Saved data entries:

********************

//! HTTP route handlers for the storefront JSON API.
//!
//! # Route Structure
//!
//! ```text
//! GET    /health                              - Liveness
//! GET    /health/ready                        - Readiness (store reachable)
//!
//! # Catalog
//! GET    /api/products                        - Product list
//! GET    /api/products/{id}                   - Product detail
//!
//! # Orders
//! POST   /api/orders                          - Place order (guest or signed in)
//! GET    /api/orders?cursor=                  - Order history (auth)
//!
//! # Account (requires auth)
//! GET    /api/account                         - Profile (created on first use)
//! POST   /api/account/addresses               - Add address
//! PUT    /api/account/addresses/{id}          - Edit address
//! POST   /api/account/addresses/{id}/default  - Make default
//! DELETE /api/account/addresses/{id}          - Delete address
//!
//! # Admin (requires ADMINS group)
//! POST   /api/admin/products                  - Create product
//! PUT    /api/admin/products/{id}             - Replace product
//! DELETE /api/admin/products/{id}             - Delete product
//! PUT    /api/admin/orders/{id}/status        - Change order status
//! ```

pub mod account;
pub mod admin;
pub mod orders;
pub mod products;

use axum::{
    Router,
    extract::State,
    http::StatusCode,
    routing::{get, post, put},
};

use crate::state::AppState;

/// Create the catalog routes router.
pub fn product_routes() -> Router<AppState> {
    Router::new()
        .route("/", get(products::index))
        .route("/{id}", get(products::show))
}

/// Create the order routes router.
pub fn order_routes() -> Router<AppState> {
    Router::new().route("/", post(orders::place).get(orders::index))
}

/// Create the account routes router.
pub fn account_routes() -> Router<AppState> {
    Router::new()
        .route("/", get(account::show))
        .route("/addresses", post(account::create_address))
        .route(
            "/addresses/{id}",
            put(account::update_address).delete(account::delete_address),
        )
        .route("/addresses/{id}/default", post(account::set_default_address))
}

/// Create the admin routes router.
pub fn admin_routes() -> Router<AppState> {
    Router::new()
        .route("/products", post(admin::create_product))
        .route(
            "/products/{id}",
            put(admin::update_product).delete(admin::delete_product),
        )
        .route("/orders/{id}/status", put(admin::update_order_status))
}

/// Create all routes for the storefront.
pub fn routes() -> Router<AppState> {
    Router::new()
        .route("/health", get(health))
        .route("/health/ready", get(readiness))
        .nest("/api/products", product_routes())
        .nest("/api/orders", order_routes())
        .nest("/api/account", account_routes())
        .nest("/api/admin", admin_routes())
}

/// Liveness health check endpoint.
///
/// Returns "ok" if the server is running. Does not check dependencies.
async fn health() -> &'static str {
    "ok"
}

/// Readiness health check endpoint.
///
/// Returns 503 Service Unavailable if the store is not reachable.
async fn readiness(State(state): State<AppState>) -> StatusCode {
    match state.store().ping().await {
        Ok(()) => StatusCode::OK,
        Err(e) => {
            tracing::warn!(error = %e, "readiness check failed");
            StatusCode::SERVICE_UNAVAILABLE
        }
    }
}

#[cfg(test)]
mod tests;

********************

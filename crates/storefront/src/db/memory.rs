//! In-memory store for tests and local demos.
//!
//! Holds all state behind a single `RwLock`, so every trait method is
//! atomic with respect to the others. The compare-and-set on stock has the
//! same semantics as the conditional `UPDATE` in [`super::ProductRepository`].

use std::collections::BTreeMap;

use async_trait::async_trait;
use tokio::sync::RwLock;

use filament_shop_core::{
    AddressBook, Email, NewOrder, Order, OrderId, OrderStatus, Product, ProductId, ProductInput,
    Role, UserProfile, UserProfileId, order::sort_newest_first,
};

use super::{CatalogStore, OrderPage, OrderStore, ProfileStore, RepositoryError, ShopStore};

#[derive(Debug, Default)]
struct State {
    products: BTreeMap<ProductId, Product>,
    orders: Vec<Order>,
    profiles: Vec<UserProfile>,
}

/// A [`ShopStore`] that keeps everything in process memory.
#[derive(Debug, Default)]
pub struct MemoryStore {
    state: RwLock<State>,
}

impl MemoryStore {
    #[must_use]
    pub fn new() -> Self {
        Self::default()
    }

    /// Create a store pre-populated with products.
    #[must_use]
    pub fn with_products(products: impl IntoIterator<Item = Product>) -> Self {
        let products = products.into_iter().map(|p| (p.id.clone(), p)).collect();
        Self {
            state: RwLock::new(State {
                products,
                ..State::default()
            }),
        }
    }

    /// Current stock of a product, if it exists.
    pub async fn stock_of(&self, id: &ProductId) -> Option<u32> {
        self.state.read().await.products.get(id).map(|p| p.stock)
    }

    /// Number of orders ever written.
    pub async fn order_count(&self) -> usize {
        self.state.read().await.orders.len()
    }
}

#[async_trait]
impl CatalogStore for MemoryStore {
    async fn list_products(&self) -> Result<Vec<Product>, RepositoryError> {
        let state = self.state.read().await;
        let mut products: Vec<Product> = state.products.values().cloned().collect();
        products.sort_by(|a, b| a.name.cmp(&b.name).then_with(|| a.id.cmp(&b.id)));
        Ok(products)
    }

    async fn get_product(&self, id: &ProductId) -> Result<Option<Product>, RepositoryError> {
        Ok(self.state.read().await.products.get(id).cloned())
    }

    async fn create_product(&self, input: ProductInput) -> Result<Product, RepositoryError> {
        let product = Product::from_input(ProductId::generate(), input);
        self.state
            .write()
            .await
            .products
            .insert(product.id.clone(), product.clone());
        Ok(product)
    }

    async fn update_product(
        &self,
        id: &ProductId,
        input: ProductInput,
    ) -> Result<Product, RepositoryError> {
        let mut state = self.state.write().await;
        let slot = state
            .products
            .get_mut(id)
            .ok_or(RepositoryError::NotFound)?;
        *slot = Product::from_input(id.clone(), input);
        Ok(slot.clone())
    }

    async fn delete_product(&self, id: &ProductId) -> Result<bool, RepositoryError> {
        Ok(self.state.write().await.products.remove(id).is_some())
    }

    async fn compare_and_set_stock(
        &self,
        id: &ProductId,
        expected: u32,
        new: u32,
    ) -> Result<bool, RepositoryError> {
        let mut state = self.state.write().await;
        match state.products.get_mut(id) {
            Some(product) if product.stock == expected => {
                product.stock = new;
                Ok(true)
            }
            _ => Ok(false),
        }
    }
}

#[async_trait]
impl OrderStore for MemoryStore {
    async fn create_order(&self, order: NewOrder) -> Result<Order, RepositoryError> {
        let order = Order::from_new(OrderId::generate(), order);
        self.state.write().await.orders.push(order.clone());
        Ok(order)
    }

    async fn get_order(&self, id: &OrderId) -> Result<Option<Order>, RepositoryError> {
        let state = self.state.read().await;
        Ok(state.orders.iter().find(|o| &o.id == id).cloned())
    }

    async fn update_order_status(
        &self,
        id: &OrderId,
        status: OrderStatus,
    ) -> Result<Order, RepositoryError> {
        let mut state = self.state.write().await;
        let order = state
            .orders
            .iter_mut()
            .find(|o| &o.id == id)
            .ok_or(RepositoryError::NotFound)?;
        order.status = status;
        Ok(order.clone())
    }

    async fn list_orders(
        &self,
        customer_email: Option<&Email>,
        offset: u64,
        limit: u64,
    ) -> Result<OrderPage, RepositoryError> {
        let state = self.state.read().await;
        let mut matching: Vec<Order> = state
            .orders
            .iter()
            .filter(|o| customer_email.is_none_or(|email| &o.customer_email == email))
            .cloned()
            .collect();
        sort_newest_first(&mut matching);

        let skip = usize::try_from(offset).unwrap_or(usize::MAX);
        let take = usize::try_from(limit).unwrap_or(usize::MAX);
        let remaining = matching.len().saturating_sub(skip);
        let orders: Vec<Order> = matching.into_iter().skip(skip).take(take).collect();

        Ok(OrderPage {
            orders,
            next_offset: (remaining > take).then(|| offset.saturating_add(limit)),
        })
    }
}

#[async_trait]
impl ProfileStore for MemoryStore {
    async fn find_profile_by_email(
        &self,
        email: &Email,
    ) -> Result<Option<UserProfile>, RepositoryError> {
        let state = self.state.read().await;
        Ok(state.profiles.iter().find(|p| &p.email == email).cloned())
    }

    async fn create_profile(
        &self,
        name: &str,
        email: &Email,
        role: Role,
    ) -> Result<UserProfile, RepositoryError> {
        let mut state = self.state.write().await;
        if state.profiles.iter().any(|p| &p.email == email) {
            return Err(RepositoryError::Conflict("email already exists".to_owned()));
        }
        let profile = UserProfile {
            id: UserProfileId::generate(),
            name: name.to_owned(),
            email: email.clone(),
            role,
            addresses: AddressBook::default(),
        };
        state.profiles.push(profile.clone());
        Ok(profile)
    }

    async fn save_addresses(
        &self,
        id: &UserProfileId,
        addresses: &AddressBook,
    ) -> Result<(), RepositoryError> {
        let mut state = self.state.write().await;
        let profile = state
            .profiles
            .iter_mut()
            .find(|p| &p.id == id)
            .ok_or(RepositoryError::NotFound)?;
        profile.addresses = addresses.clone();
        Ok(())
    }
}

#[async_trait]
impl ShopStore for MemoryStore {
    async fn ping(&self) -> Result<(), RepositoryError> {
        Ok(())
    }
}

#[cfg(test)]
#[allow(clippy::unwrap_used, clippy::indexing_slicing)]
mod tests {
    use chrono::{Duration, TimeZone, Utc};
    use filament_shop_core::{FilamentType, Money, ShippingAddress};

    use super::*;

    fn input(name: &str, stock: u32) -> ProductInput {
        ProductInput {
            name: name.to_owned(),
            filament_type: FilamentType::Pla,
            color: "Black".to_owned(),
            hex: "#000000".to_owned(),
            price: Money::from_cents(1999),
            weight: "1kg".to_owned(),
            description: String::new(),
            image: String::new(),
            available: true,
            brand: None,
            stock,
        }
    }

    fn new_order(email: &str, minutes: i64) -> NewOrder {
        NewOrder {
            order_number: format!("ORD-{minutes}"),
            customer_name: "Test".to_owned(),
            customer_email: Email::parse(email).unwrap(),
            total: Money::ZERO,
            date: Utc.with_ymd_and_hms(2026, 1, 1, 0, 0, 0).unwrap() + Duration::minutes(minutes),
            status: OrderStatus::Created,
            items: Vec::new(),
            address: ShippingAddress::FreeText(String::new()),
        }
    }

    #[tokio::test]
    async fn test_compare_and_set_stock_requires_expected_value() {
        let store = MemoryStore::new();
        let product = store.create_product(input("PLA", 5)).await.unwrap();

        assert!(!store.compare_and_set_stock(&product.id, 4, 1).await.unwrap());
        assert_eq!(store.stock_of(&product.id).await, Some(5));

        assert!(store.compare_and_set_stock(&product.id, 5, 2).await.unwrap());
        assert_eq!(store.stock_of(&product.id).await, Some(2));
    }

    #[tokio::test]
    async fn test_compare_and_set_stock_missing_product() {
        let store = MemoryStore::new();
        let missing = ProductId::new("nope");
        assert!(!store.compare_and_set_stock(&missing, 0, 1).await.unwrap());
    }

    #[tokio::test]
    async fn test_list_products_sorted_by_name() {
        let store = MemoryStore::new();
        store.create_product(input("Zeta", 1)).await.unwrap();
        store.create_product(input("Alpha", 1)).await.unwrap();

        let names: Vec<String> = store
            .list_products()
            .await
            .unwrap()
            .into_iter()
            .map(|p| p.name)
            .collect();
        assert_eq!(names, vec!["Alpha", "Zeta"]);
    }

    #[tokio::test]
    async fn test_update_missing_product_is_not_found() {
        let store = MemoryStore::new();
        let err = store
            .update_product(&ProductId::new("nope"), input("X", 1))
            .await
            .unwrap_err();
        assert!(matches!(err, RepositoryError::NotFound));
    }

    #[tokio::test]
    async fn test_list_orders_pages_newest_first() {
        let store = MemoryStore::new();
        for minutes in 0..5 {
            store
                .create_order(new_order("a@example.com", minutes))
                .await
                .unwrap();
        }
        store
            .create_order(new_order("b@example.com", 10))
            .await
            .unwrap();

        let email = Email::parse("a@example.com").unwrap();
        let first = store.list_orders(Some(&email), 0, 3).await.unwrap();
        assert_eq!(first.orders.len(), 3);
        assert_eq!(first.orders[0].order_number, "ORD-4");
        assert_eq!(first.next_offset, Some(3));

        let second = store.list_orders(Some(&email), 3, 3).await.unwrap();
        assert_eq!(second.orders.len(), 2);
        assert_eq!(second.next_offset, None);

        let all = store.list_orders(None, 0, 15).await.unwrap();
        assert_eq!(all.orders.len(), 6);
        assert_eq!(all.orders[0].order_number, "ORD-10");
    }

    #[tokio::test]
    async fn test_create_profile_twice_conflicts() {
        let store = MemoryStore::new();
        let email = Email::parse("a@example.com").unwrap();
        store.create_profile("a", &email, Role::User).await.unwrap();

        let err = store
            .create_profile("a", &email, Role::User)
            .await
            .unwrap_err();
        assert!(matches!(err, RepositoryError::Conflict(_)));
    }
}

********************

AIM OF THE TASK: Scanning the data above, count the lines in which the string "endpoint" occurs and state only the count.

TASK RESULT: 2